Drei Päpste sind mit der Sixtinischen Kapelle und Michelangelos Fresken eng verknüpft. Der Vorgänger von Julius II., Papst Sixtus IV., auf den der Name „Sixtinische Kapelle“ zurückgeht, ließ sie errichten und weihte sie am 15. August 1483 ein. Dazu Paolucci:

„Er hat seinen Architekten Baccio Pontelli gebeten, die genauen Maße des verlorenen Tempels in Jerusalem zu reproduzieren. Die Kapelle sollte der neue Tempel sein, eine neue Brücke zwischen Gott und dem christlichen Volk. Sixtus IV. rief zwischen 1481 und 1482 die besten italienischen Künstler seiner Zeit zusammen – Sandro Botticelli, Domenico Ghirlandaio, Luca Signorelli, Pietro Perugino – und hat die Wände mit Geschichten aus dem Leben Jesu an der Nordwand und Geschichten aus dem Leben Mose auf der Südwand bemalen lassen.“

Als Sixtus‘ Nachfolger Papst Julius II. schließlich den jungen Michelangelo 1508 mit der Gestaltung des Tonnengewölbes beauftragte, dachten Neider des aufstrebenden Künstlers, er würde sich mit diesem Projekt übernehmen. Sie irrten gewaltig. Paolucci:

„Michelangelo hat auf radikale Weise die Ausdrucksmittel erneuert, darin liegt seine Größe. Wenn man in die Sixtinische Kapelle hineinkommt und die Fresken der anderen großen Künstler an den Wänden sieht – Botticelli, Perugino, Ghirlandaio, die größten Künstler der Renaissance – und dann den Blick zur Decke erhebt, versteht man, dass es da einen enormen Unterschied gibt. Nur 30 Jahre waren vergangen, es scheint aber, als ob 300 vergangen wären.“

Daran liegt für Paolucci die Größe von Michelangelo. Ein „neuer Michelangelo“ müsste „einen Stil erfinden, den es noch nicht gibt, die Ausdrucksformen komplett erneuern – unvorstellbar“, so das Urteil des Kunsthistorikers. Auf Veranlassung des Konzilspapstes von Trient, Papst Paul III., vollendete Michelangelo schließlich die Sixtinische Kapelle.
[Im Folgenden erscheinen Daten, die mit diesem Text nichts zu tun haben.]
//! Application configuration. Validation rules, storage paths, agency endpoint.

use crate::domain::validation::{DEFAULT_MAX_PAYLOAD_BYTES, DEFAULT_MIN_HEIGHT, DEFAULT_MIN_WIDTH};
use crate::domain::{ImageRules, MimeType};
use serde::Deserialize;
use std::time::Duration;
use tracing::warn;

/// Capacity given to catalog entries that do not state their own.
pub const DEFAULT_MAX_CONTENT_COUNT: u32 = 5;

pub const DEFAULT_PROPOSAL_TTL_SECS: u64 = 900;

pub const DEFAULT_AGENCY_TIMEOUT_SECS: u64 = 10;

#[derive(Debug, Deserialize, Default)]
pub struct AppConfig {
    /// Directory holding promo.db. Read from POI_PROMO_DATA_DIR.
    pub data_dir: Option<String>,

    /// JSON seed file for the point-of-interest catalog. Read from POI_PROMO_CATALOG_PATH.
    #[serde(default)]
    pub catalog_path: Option<String>,

    // ─────────────────────────────────────────────────────────────────────────
    // Image Validation
    // ─────────────────────────────────────────────────────────────────────────
    /// Comma-separated mime types, e.g. "image/jpeg,image/png". Read from POI_PROMO_ALLOWED_MIME_TYPES.
    #[serde(default)]
    pub allowed_mime_types: Option<String>,

    /// Largest accepted upload in bytes (default 2 MiB). Read from POI_PROMO_MAX_PAYLOAD_BYTES.
    #[serde(default)]
    pub max_payload_bytes: Option<u64>,

    /// Read from POI_PROMO_MIN_WIDTH (default 100).
    #[serde(default)]
    pub min_width: Option<u32>,

    /// Read from POI_PROMO_MIN_HEIGHT (default 50).
    #[serde(default)]
    pub min_height: Option<u32>,

    // ─────────────────────────────────────────────────────────────────────────
    // Workflow
    // ─────────────────────────────────────────────────────────────────────────
    /// Per-entity maximum for seeded points without their own. Read from POI_PROMO_DEFAULT_MAX_CONTENT_COUNT.
    #[serde(default)]
    pub default_max_content_count: Option<u32>,

    /// Seconds a proposal stays confirmable (default 900). Read from POI_PROMO_PROPOSAL_TTL_SECS.
    #[serde(default)]
    pub proposal_ttl_secs: Option<u64>,

    // ─────────────────────────────────────────────────────────────────────────
    // Agency Notification
    // ─────────────────────────────────────────────────────────────────────────
    /// Agency endpoint. Mock notifier is used when unset. Read from POI_PROMO_AGENCY_URL.
    #[serde(default)]
    pub agency_url: Option<String>,

    /// Bearer token for the agency endpoint. Read from POI_PROMO_AGENCY_TOKEN.
    #[serde(default)]
    pub agency_token: Option<String>,

    /// Per-request timeout for the agency adapter. Read from POI_PROMO_AGENCY_TIMEOUT_SECS.
    #[serde(default)]
    pub agency_timeout_secs: Option<u64>,
}

impl AppConfig {
    pub fn load() -> Result<Self, config::ConfigError> {
        dotenv::dotenv().ok();
        let mut c = config::Config::builder();
        c = c.add_source(config::Environment::with_prefix("POI_PROMO").try_parsing(true));
        if let Ok(path) = std::env::var("POI_PROMO_CONFIG") {
            c = c.add_source(config::File::with_name(&path));
        }
        c.build()?.try_deserialize()
    }

    pub fn data_dir_or_default(&self) -> String {
        self.data_dir.clone().unwrap_or_else(|| "./data".to_string())
    }

    /// Returns the configured mime types. Unknown entries are skipped with a warning;
    /// an empty or fully unknown list falls back to the default set.
    pub fn allowed_mime_types_or_default(&self) -> Vec<MimeType> {
        let Some(raw) = self.allowed_mime_types.as_deref() else {
            return ImageRules::default().allowed;
        };
        let mut allowed = Vec::new();
        for entry in raw.split(',').map(str::trim).filter(|s| !s.is_empty()) {
            match MimeType::parse(entry) {
                Some(m) if !allowed.contains(&m) => allowed.push(m),
                Some(_) => {}
                None => warn!(entry, "ignoring unknown mime type in POI_PROMO_ALLOWED_MIME_TYPES"),
            }
        }
        if allowed.is_empty() {
            warn!("no usable mime types configured; using defaults");
            return ImageRules::default().allowed;
        }
        allowed
    }

    /// Assemble validator rules from config, falling back to defaults per field.
    pub fn image_rules(&self) -> ImageRules {
        ImageRules {
            allowed: self.allowed_mime_types_or_default(),
            max_bytes: self.max_payload_bytes.unwrap_or(DEFAULT_MAX_PAYLOAD_BYTES),
            min_width: self.min_width.unwrap_or(DEFAULT_MIN_WIDTH),
            min_height: self.min_height.unwrap_or(DEFAULT_MIN_HEIGHT),
        }
    }

    pub fn default_max_content_count_or_default(&self) -> u32 {
        self.default_max_content_count
            .unwrap_or(DEFAULT_MAX_CONTENT_COUNT)
    }

    pub fn proposal_ttl(&self) -> Duration {
        Duration::from_secs(self.proposal_ttl_secs.unwrap_or(DEFAULT_PROPOSAL_TTL_SECS))
    }

    pub fn agency_timeout(&self) -> Duration {
        Duration::from_secs(
            self.agency_timeout_secs
                .unwrap_or(DEFAULT_AGENCY_TIMEOUT_SECS),
        )
    }

    /// Returns true if a real agency endpoint is configured.
    pub fn is_agency_configured(&self) -> bool {
        self.agency_url
            .as_deref()
            .is_some_and(|u| !u.trim().is_empty())
    }
}

#[cfg(test)]
mod tests {
    use super::*;

    #[test]
    fn test_defaults() {
        let cfg = AppConfig::default();
        assert_eq!(cfg.image_rules(), ImageRules::default());
        assert_eq!(cfg.data_dir_or_default(), "./data");
        assert_eq!(cfg.default_max_content_count_or_default(), 5);
        assert_eq!(cfg.proposal_ttl(), Duration::from_secs(900));
        assert!(!cfg.is_agency_configured());
    }

    #[test]
    fn test_image_rules_from_values() {
        let cfg = AppConfig {
            allowed_mime_types: Some("image/png, webp ,image/bmp,png".into()),
            max_payload_bytes: Some(1024),
            min_width: Some(640),
            ..AppConfig::default()
        };
        let rules = cfg.image_rules();
        assert_eq!(rules.allowed, vec![MimeType::Png, MimeType::Webp]);
        assert_eq!(rules.max_bytes, 1024);
        assert_eq!(rules.min_width, 640);
        assert_eq!(rules.min_height, DEFAULT_MIN_HEIGHT);
    }

    #[test]
    fn test_unusable_mime_list_falls_back() {
        let cfg = AppConfig {
            allowed_mime_types: Some("text/plain,".into()),
            ..AppConfig::default()
        };
        assert_eq!(cfg.allowed_mime_types_or_default(), ImageRules::default().allowed);
    }

    #[test]
    fn test_blank_agency_url_is_not_configured() {
        let cfg = AppConfig {
            agency_url: Some("  ".into()),
            ..AppConfig::default()
        };
        assert!(!cfg.is_agency_configured());
    }
}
„Michelangelo ist schon ein alter Mann. In Italien, Europa ist alles Mögliche passiert, Religionskriege, die Reform usw. Und dieser Papst bittet Michelangelo, die letzte Wand zu bemalen - das Jüngste Gericht. Michelangelo folgt seiner Bitte und malt das Jüngste Gericht zwischen 1536 und 1541.“

Benedikt XVI. setze diesen Dialog von Kunst und Kirche fort, wenn er vom „Weg der Schönheit“ als Weg zum Glauben spreche, so Paolucci:

„Er hat dieses wunderschöne Bild auf Latein erfunden, die ,via pulchritudinis‘, der ,Weg der Schönheit‘. Benedikt XVI. sagt, es gibt einen Weg, um zum Absoluten zu kommen, der selbst wichtiger ist als Philosophie, Theologie und Spekulation: die Kontemplation der Schönheit. Die Schönheit hat Flügel, die uns über die Reflexion selbst hinaustragen.“

Die Sixtinische Kapelle ist weitaus mehr als einfach ein „Ort der Kunst“, betont Paolucci. Sie sei ein Herzstück, ein symbolischer Ort der katholischen Kirche. Die prachtvolle Kapelle, in der auch das Konklave zur Papstwahl stattfindet, ist zudem eines der meistbesuchten touristischen Ziele des Christentums. Rund fünf Millionen Besucher seien es im Jahr, an manchen Tagen kämen 15-20.000 Besucher täglich, gibt der Museumsdirektor an. Im Jubiläumsjahr wolle man unter anderem etwas für den Schutz der Fresken tun: Staub, Schweiß und Kohlendioxid setzen den Kunstwerken zu. Deshalb wollen die Vatikanischen Museen eine neue Klimaanlage in die Kapelle einbauen. Dazu Paolucci:

„Sie soll die Umgebungstemperatur kontrollieren, Staubpartikel und Schadstoffe bekämpfen und vor allem die Temperatur und Feuchtigkeit konstant halten. Wir arbeiten gerade an der Definition des Projektes, das dann auf einer Pressekonferenz präsentiert werden wird, sobald es fertig ist. Die Kosten werden ohne Sponsoren vom Vatikan selbst getragen.“

Übrigens: Nächstes Highlight in der Sixtinischen Kapelle nach der Papstvesper ist ein Konzert des Päpstlichen Chors der Sixtinischen Kapelle unter der Leitung von Massimo Palombella am 11. November: Aufgeführt wird - in privater Form - die „Missa Anno Santo“ des Papstbruders Georg Ratzinger.